Quinta-feira, dia 15 de janeiro de 2009, às 18h47

Em JF, índice de trabalhadores temporários que foram efetivados fica abaixo dos últimos anos mesmo com as vendas tendo alcançado as expectativas

Priscila Magalhães
Repórter
Madalena Fernandes
Revisão

A vendedora Juliana Fernandes é uma das sete pessoas contratadas após o final de ano na loja em que trabalha. Agora, ela espera ansiosa para que o crachá e o uniforme de treinamento sejam substituídos pelos de vendedor efetivo.

Os sete trabalhadores faziam parte de um grupo de 40 contratados temporariamente para o fim do ano. O número reflete o índice de efetivados pelo comércio divulgado pelo Sindicomércio. Dos 1.200 trabalhadores temporários contratados para o final do ano, 20% foram efetivados, o que corresponde a 240 pessoas.

O índice pode parecer alto, mas está abaixo do registrado nos últimos anos, quando entre 30% e 35% dos temporários foram efetivados. A baixa se deu mesmo após o balanço positivo do comércio nas vendas de final de ano, que, segundo o Sindicomércio, foi 10% maior que em 2007, correspondendo às expectativas.

Para o presidente do Sindicato, Emerson Beloti, o índice é normal, já que há um receio dos lojistas em efetuar contratações em função da crise econômica mundial. Entretanto, ele está otimista para os próximos meses. "Nada impede que a partir do Carnaval possa haver um incremento."

O gerente da loja de calçados onde Juliana trabalha, João Carlos Corrêa, considera a possibilidade de outras contratações nos próximos meses. "Há chance de outros serem chamados", coloca ele.

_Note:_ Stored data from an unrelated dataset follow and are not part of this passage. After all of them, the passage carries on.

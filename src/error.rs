use axum::{
    Json,
    http::StatusCode,
    response::{IntoResponse, Response},
};
use serde::{Deserialize, Serialize};
use thiserror::Error;
use ts_rs::TS;
use utoipa::ToSchema;

use crate::response::ApiResponse;

/// FieldError
///
/// A single validation failure, reported back to the client inside the
/// envelope's `errors` array. `tag` names the rule that failed
/// (`required`, `duplicate`, `email`, `min`, `exists`).
#[derive(Debug, Clone, PartialEq, Eq, Serialize, Deserialize, TS, ToSchema)]
#[ts(export)]
pub struct FieldError {
    pub field: String,
    pub tag: String,
}

impl FieldError {
    pub fn new(field: impl Into<String>, tag: impl Into<String>) -> Self {
        Self {
            field: field.into(),
            tag: tag.into(),
        }
    }
}

/// AppError
///
/// The error taxonomy shared by every layer. Client-side failures
/// (`Validation`, `BadRequest`, `NotFound`, `Unauthorized`, `Forbidden`)
/// are surfaced verbatim; infrastructure failures (`Connection`,
/// `Transaction`, `NoTransaction`, `PanicRecovered`, `Internal`) are logged
/// and rendered as a generic internal error.
#[derive(Debug, Error)]
pub enum AppError {
    #[error("validation failed")]
    Validation(Vec<FieldError>),

    #[error("bad request: {0}")]
    BadRequest(String),

    #[error("{0} not found")]
    NotFound(String),

    #[error("unauthorized")]
    Unauthorized,

    #[error("forbidden")]
    Forbidden,

    #[error("connection error: {0}")]
    Connection(String),

    #[error("transaction error: {0}")]
    Transaction(String),

    #[error("no transaction provided")]
    NoTransaction,

    #[error("request cancelled")]
    Cancelled,

    #[error("panic recovered")]
    PanicRecovered,

    #[error("internal error: {0}")]
    Internal(String),
}

pub type AppResult<T> = Result<T, AppError>;

impl AppError {
    pub fn status_code(&self) -> StatusCode {
        match self {
            AppError::Validation(_) | AppError::BadRequest(_) => StatusCode::BAD_REQUEST,
            AppError::NotFound(_) => StatusCode::NOT_FOUND,
            AppError::Unauthorized => StatusCode::UNAUTHORIZED,
            AppError::Forbidden => StatusCode::FORBIDDEN,
            AppError::Cancelled => StatusCode::REQUEST_TIMEOUT,
            AppError::Connection(_)
            | AppError::Transaction(_)
            | AppError::NoTransaction
            | AppError::PanicRecovered
            | AppError::Internal(_) => StatusCode::INTERNAL_SERVER_ERROR,
        }
    }

    /// Message placed in the envelope. Server-side details never leak to the client.
    fn public_message(&self) -> String {
        match self {
            AppError::Validation(_) => "Invalid or malformed request body".to_string(),
            AppError::BadRequest(msg) => msg.clone(),
            AppError::NotFound(what) => format!("{} not found", what),
            AppError::Unauthorized => "Unauthorized".to_string(),
            AppError::Forbidden => "Forbidden".to_string(),
            AppError::Cancelled => "Request cancelled or timed out".to_string(),
            _ => "Internal Server Error".to_string(),
        }
    }
}

impl From<sqlx::Error> for AppError {
    fn from(err: sqlx::Error) -> Self {
        match &err {
            sqlx::Error::RowNotFound => AppError::NotFound("Record".to_string()),
            sqlx::Error::PoolTimedOut | sqlx::Error::PoolClosed | sqlx::Error::Io(_) => {
                AppError::Connection(err.to_string())
            }
            sqlx::Error::Database(db_err) if db_err.is_unique_violation() => {
                let field = constraint_column(&**db_err, "_key");
                AppError::Validation(vec![FieldError::new(field, "duplicate")])
            }
            sqlx::Error::Database(db_err) if db_err.is_foreign_key_violation() => {
                let field = constraint_column(&**db_err, "_fkey");
                AppError::Validation(vec![FieldError::new(field, "exists")])
            }
            _ => AppError::Internal(err.to_string()),
        }
    }
}

/// Recovers the column from a Postgres default constraint name
/// (`<table>_<column>_key`, `<table>_<column>_fkey`).
fn constraint_column(db_err: &dyn sqlx::error::DatabaseError, suffix: &str) -> String {
    let Some(stem) = db_err.constraint().and_then(|c| c.strip_suffix(suffix)) else {
        return "unknown".to_string();
    };
    match db_err.table().and_then(|t| stem.strip_prefix(t)) {
        Some(column) => column.trim_start_matches('_').to_string(),
        None => stem
            .rsplit_once('_')
            .map(|(_, column)| column.to_string())
            .unwrap_or_else(|| stem.to_string()),
    }
}

impl IntoResponse for AppError {
    fn into_response(self) -> Response {
        let status = self.status_code();

        if status.is_server_error() {
            tracing::error!(error = %self, "request failed");
        }

        let errors = match &self {
            AppError::Validation(fields) => serde_json::to_value(fields).ok(),
            _ => None,
        };

        let body = ApiResponse::<()>::failure(status, self.public_message(), errors);
        (status, Json(body)).into_response()
    }
}
use crate::{AppState, handlers};
use axum::{
    Router,
    routing::{delete, get, post, put},
};

/// Admin Router Module
///
/// Every route here is wrapped by `admin_middleware` in `create_router`,
/// which authenticates the caller and rejects non-admin roles with 403.
/// Paths are shared with the authenticated module; axum merges the method
/// routers per path.
pub fn admin_routes() -> Router<AppState> {
    Router::new()
        // --- User Administration ---
        .route("/users", get(handlers::list_users).post(handlers::create_user))
        .route("/users/{id}", delete(handlers::delete_user))
        .route("/users/{id}/reset-password", put(handlers::reset_password))
        // --- Roles ---
        // Create links permissions in one transaction; update replaces the whole set.
        .route("/roles", post(handlers::create_role))
        .route(
            "/roles/{id}",
            put(handlers::update_role).delete(handlers::delete_role),
        )
        // --- Modules ---
        .route("/modules", post(handlers::create_module))
        .route(
            "/modules/{id}",
            put(handlers::update_module).delete(handlers::delete_module),
        )
}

Para ser efetivada, Juliana mostrou comprometimento com o trabalho. "Saí de um lugar onde já era contratada e arrisquei vindo para cá. Eu queria ficar e fiz o melhor." Segundo ela, fazer só o que foi pedido não é suficiente. "Fiz além do que minha função pede."

Além disso, o gerente João Carlos, que entrou na loja há seis anos como vendedor, diz que para garantir uma vaga o funcionário precisa ser observador. "É preciso prestar a atenção na postura do funcionário modelo e se espelhar nele, além de respeitar sempre o cliente", conclui.